--- Recorded information ---

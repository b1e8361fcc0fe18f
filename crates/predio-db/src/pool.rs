//! # Database Pool Management
//!
//! Connection pool creation and configuration for SQLite.
//!
//! ## WAL Mode
//! SQLite WAL (Write-Ahead Logging) mode is enabled for:
//! - Better concurrent read performance
//! - Readers don't block writers, writers don't block readers
//! - Better crash recovery
//!
//! Writers still serialize on the database write lock; combined with the
//! one-transaction-per-request rule in the service layer, that lock is the
//! concurrency-correctness mechanism for the ledger.

use sqlx::sqlite::{SqliteConnectOptions, SqliteJournalMode, SqlitePoolOptions, SqliteSynchronous};
use sqlx::{Sqlite, SqlitePool, Transaction};
use std::path::PathBuf;
use std::str::FromStr;
use std::time::Duration;
use tracing::{debug, info};

use crate::error::{DbError, DbResult};
use crate::migrations;
use crate::repository::client::ClientRepository;
use crate::repository::commission::CommissionRepository;
use crate::repository::event::EventRepository;
use crate::repository::installment::InstallmentRepository;
use crate::repository::lot::LotRepository;
use crate::repository::sale::SaleRepository;
use crate::repository::seller::SellerRepository;

// =============================================================================
// Configuration
// =============================================================================

/// Database configuration.
///
/// ## Example
/// ```rust,ignore
/// let config = DbConfig::new("/var/lib/predio/predio.db")
///     .max_connections(5)
///     .min_connections(1);
/// ```
#[derive(Debug, Clone)]
pub struct DbConfig {
    /// Path to the SQLite database file.
    pub database_path: PathBuf,

    /// Maximum number of connections in the pool.
    /// Default: 5
    pub max_connections: u32,

    /// Minimum number of connections to keep alive.
    /// Default: 1
    pub min_connections: u32,

    /// Connection timeout duration.
    /// Default: 30 seconds
    pub connect_timeout: Duration,

    /// Idle timeout before closing a connection.
    /// Default: 10 minutes
    pub idle_timeout: Duration,

    /// Whether to run migrations on connect.
    /// Default: true
    pub run_migrations: bool,
}

impl DbConfig {
    /// Creates a new database configuration with the given path.
    ///
    /// The database file is created if it doesn't exist.
    pub fn new(path: impl Into<PathBuf>) -> Self {
        DbConfig {
            database_path: path.into(),
            max_connections: 5,
            min_connections: 1,
            connect_timeout: Duration::from_secs(30),
            idle_timeout: Duration::from_secs(600),
            run_migrations: true,
        }
    }

    /// Sets the maximum number of connections.
    pub fn max_connections(mut self, max: u32) -> Self {
        self.max_connections = max;
        self
    }

    /// Sets the minimum number of connections.
    pub fn min_connections(mut self, min: u32) -> Self {
        self.min_connections = min;
        self
    }

    /// Sets the connection timeout.
    pub fn connect_timeout(mut self, timeout: Duration) -> Self {
        self.connect_timeout = timeout;
        self
    }

    /// Sets whether to run migrations on connect.
    pub fn run_migrations(mut self, run: bool) -> Self {
        self.run_migrations = run;
        self
    }

    /// Creates an in-memory database configuration (for testing).
    ///
    /// ## Usage
    /// ```rust,ignore
    /// let db = Database::new(DbConfig::in_memory()).await?;
    /// // Database is isolated, perfect for tests
    /// ```
    pub fn in_memory() -> Self {
        DbConfig {
            database_path: PathBuf::from(":memory:"),
            max_connections: 1, // In-memory requires single connection
            min_connections: 1,
            connect_timeout: Duration::from_secs(5),
            idle_timeout: Duration::from_secs(60),
            run_migrations: true,
        }
    }
}

// =============================================================================
// Database
// =============================================================================

/// Main database handle providing repository access and transaction scoping.
///
/// Cloning is cheap (the pool is an Arc internally); the API layer keeps one
/// per server instance inside its shared state.
#[derive(Debug, Clone)]
pub struct Database {
    /// The SQLite connection pool.
    pool: SqlitePool,
}

impl Database {
    /// Creates a new database connection pool.
    ///
    /// ## What This Does
    /// 1. Creates the database file if it doesn't exist
    /// 2. Configures SQLite:
    ///    - WAL mode for concurrent reads
    ///    - NORMAL synchronous (balance of safety/speed)
    ///    - Foreign keys enabled
    /// 3. Creates the connection pool
    /// 4. Runs migrations (if enabled)
    pub async fn new(config: DbConfig) -> DbResult<Self> {
        info!(
            path = %config.database_path.display(),
            "Initializing database connection"
        );

        // sqlite://path?mode=rwc creates the file if not exists
        let connect_url = format!("sqlite://{}?mode=rwc", config.database_path.display());

        let connect_options = SqliteConnectOptions::from_str(&connect_url)
            .map_err(|e| DbError::ConnectionFailed(e.to_string()))?
            .journal_mode(SqliteJournalMode::Wal)
            .synchronous(SqliteSynchronous::Normal)
            // SQLite has foreign keys disabled by default for backwards
            // compatibility
            .foreign_keys(true)
            .create_if_missing(true);

        debug!("Connection options configured");

        let pool = SqlitePoolOptions::new()
            .max_connections(config.max_connections)
            .min_connections(config.min_connections)
            .acquire_timeout(config.connect_timeout)
            .idle_timeout(Some(config.idle_timeout))
            .connect_with(connect_options)
            .await
            .map_err(|e| DbError::ConnectionFailed(e.to_string()))?;

        info!(
            max_connections = config.max_connections,
            "Database pool created"
        );

        let db = Database { pool };

        if config.run_migrations {
            db.run_migrations().await?;
        }

        Ok(db)
    }

    /// Runs database migrations. Idempotent.
    pub async fn run_migrations(&self) -> DbResult<()> {
        info!("Running database migrations");
        migrations::run_migrations(&self.pool).await?;
        info!("Migrations complete");
        Ok(())
    }

    /// Returns a reference to the connection pool.
    ///
    /// For advanced queries not covered by repositories.
    pub fn pool(&self) -> &SqlitePool {
        &self.pool
    }

    /// Opens a transaction.
    ///
    /// All multi-step mutations (origination, payments, reconciliation) run
    /// through here: one transaction per request, commit or roll back as a
    /// whole.
    pub async fn begin(&self) -> DbResult<Transaction<'static, Sqlite>> {
        Ok(self.pool.begin().await?)
    }

    /// Returns the client repository.
    pub fn clients(&self) -> ClientRepository {
        ClientRepository::new(self.pool.clone())
    }

    /// Returns the seller repository.
    pub fn sellers(&self) -> SellerRepository {
        SellerRepository::new(self.pool.clone())
    }

    /// Returns the lot repository.
    pub fn lots(&self) -> LotRepository {
        LotRepository::new(self.pool.clone())
    }

    /// Returns the sale repository.
    pub fn sales(&self) -> SaleRepository {
        SaleRepository::new(self.pool.clone())
    }

    /// Returns the installment repository.
    pub fn installments(&self) -> InstallmentRepository {
        InstallmentRepository::new(self.pool.clone())
    }

    /// Returns the commission repository.
    pub fn commissions(&self) -> CommissionRepository {
        CommissionRepository::new(self.pool.clone())
    }

    /// Returns the processed-event repository.
    pub fn events(&self) -> EventRepository {
        EventRepository::new(self.pool.clone())
    }

    /// Closes the database connection pool.
    ///
    /// After calling close, all repository operations will fail.
    pub async fn close(&self) {
        info!("Closing database connection pool");
        self.pool.close().await;
    }

    /// Checks if the database is healthy (can execute queries).
    pub async fn health_check(&self) -> bool {
        sqlx::query("SELECT 1").execute(&self.pool).await.is_ok()
    }
}

// =============================================================================
// Unit Tests
// =============================================================================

---

*Exercise instructions*.
Could you return all of the entries exactly as they stand?

*Task response*.
repository b1e8361fcc0fe18f
filename crates/predio-db/src/pool.rs
//! # Database Pool Management
//!
//! Connection pool creation and configuration for SQLite.
//!
//! ## WAL Mode
//! SQLite WAL (Write-Ahead Logging) mode is enabled for:
//! - Better concurrent read performance
//! - Readers don't block writers, writers don't block readers
//! - Better crash recovery
//!
//! Writers still serialize on the database write lock; combined with the
//! one-transaction-per-request rule in the service layer, that lock is the
//! concurrency-correctness mechanism for the ledger.

use sqlx::sqlite::{SqliteConnectOptions, SqliteJournalMode, SqlitePoolOptions, SqliteSynchronous};
use sqlx::{Sqlite, SqlitePool, Transaction};
use std::path::PathBuf;
use std::str::FromStr;
use std::time::Duration;
use tracing::{debug, info};

use crate::error::{DbError, DbResult};
use crate::migrations;
use crate::repository::client::ClientRepository;
use crate::repository::commission::CommissionRepository;
use crate::repository::event::EventRepository;
use crate::repository::installment::InstallmentRepository;
use crate::repository::lot::LotRepository;
use crate::repository::sale::SaleRepository;
use crate::repository::seller::SellerRepository;

// =============================================================================
// Configuration
// =============================================================================

/// Database configuration.
///
/// ## Example
/// ```rust,ignore
/// let config = DbConfig::new("/var/lib/predio/predio.db")
///     .max_connections(5)
///     .min_connections(1);
/// ```
#[derive(Debug, Clone)]
pub struct DbConfig {
    /// Path to the SQLite database file.
    pub database_path: PathBuf,

    /// Maximum number of connections in the pool.
    /// Default: 5
    pub max_connections: u32,

    /// Minimum number of connections to keep alive.
    /// Default: 1
    pub min_connections: u32,

    /// Connection timeout duration.
    /// Default: 30 seconds
    pub connect_timeout: Duration,

    /// Idle timeout before closing a connection.
    /// Default: 10 minutes
    pub idle_timeout: Duration,

    /// Whether to run migrations on connect.
    /// Default: true
    pub run_migrations: bool,
}

impl DbConfig {
    /// Creates a new database configuration with the given path.
    ///
    /// The database file is created if it doesn't exist.
    pub fn new(path: impl Into<PathBuf>) -> Self {
        DbConfig {
            database_path: path.into(),
            max_connections: 5,
            min_connections: 1,
            connect_timeout: Duration::from_secs(30),
            idle_timeout: Duration::from_secs(600),
            run_migrations: true,
        }
    }

    /// Sets the maximum number of connections.
    pub fn max_connections(mut self, max: u32) -> Self {
        self.max_connections = max;
        self
    }

    /// Sets the minimum number of connections.
    pub fn min_connections(mut self, min: u32) -> Self {
        self.min_connections = min;
        self
    }

    /// Sets the connection timeout.
    pub fn connect_timeout(mut self, timeout: Duration) -> Self {
        self.connect_timeout = timeout;
        self
    }

    /// Sets whether to run migrations on connect.
    pub fn run_migrations(mut self, run: bool) -> Self {
        self.run_migrations = run;
        self
    }

    /// Creates an in-memory database configuration (for testing).
    ///
    /// ## Usage
    /// ```rust,ignore
    /// let db = Database::new(DbConfig::in_memory()).await?;
    /// // Database is isolated, perfect for tests
    /// ```
    pub fn in_memory() -> Self {
        DbConfig {
            database_path: PathBuf::from(":memory:"),
            max_connections: 1, // In-memory requires single connection
            min_connections: 1,
            connect_timeout: Duration::from_secs(5),
            idle_timeout: Duration::from_secs(60),
            run_migrations: true,
        }
    }
}

// =============================================================================
// Database
// =============================================================================

/// Main database handle providing repository access and transaction scoping.
///
/// Cloning is cheap (the pool is an Arc internally); the API layer keeps one
/// per server instance inside its shared state.
#[derive(Debug, Clone)]
pub struct Database {
    /// The SQLite connection pool.
    pool: SqlitePool,
}

impl Database {
    /// Creates a new database connection pool.
    ///
    /// ## What This Does
    /// 1. Creates the database file if it doesn't exist
    /// 2. Configures SQLite:
    ///    - WAL mode for concurrent reads
    ///    - NORMAL synchronous (balance of safety/speed)
    ///    - Foreign keys enabled
    /// 3. Creates the connection pool
    /// 4. Runs migrations (if enabled)
    pub async fn new(config: DbConfig) -> DbResult<Self> {
        info!(
            path = %config.database_path.display(),
            "Initializing database connection"
        );

        // sqlite://path?mode=rwc creates the file if not exists
        let connect_url = format!("sqlite://{}?mode=rwc", config.database_path.display());

        let connect_options = SqliteConnectOptions::from_str(&connect_url)
            .map_err(|e| DbError::ConnectionFailed(e.to_string()))?
            .journal_mode(SqliteJournalMode::Wal)
            .synchronous(SqliteSynchronous::Normal)
            // SQLite has foreign keys disabled by default for backwards
            // compatibility
            .foreign_keys(true)
            .create_if_missing(true);

        debug!("Connection options configured");

        let pool = SqlitePoolOptions::new()
            .max_connections(config.max_connections)
            .min_connections(config.min_connections)
            .acquire_timeout(config.connect_timeout)
            .idle_timeout(Some(config.idle_timeout))
            .connect_with(connect_options)
            .await
            .map_err(|e| DbError::ConnectionFailed(e.to_string()))?;

        info!(
            max_connections = config.max_connections,
            "Database pool created"
        );

        let db = Database { pool };

        if config.run_migrations {
            db.run_migrations().await?;
        }

        Ok(db)
    }

    /// Runs database migrations. Idempotent.
    pub async fn run_migrations(&self) -> DbResult<()> {
        info!("Running database migrations");
        migrations::run_migrations(&self.pool).await?;
        info!("Migrations complete");
        Ok(())
    }

    /// Returns a reference to the connection pool.
    ///
    /// For advanced queries not covered by repositories.
    pub fn pool(&self) -> &SqlitePool {
        &self.pool
    }

    /// Opens a transaction.
    ///
    /// All multi-step mutations (origination, payments, reconciliation) run
    /// through here: one transaction per request, commit or roll back as a
    /// whole.
    pub async fn begin(&self) -> DbResult<Transaction<'static, Sqlite>> {
        Ok(self.pool.begin().await?)
    }

    /// Returns the client repository.
    pub fn clients(&self) -> ClientRepository {
        ClientRepository::new(self.pool.clone())
    }

    /// Returns the seller repository.
    pub fn sellers(&self) -> SellerRepository {
        SellerRepository::new(self.pool.clone())
    }

    /// Returns the lot repository.
    pub fn lots(&self) -> LotRepository {
        LotRepository::new(self.pool.clone())
    }

    /// Returns the sale repository.
    pub fn sales(&self) -> SaleRepository {
        SaleRepository::new(self.pool.clone())
    }

    /// Returns the installment repository.
    pub fn installments(&self) -> InstallmentRepository {
        InstallmentRepository::new(self.pool.clone())
    }

    /// Returns the commission repository.
    pub fn commissions(&self) -> CommissionRepository {
        CommissionRepository::new(self.pool.clone())
    }

    /// Returns the processed-event repository.
    pub fn events(&self) -> EventRepository {
        EventRepository::new(self.pool.clone())
    }

    /// Closes the database connection pool.
    ///
    /// After calling close, all repository operations will fail.
    pub async fn close(&self) {
        info!("Closing database connection pool");
        self.pool.close().await;
    }

    /// Checks if the database is healthy (can execute queries).
    pub async fn health_check(&self) -> bool {
        sqlx::query("SELECT 1").execute(&self.pool).await.is_ok()
    }
}

// =============================================================================
// Unit Tests
// =============================================================================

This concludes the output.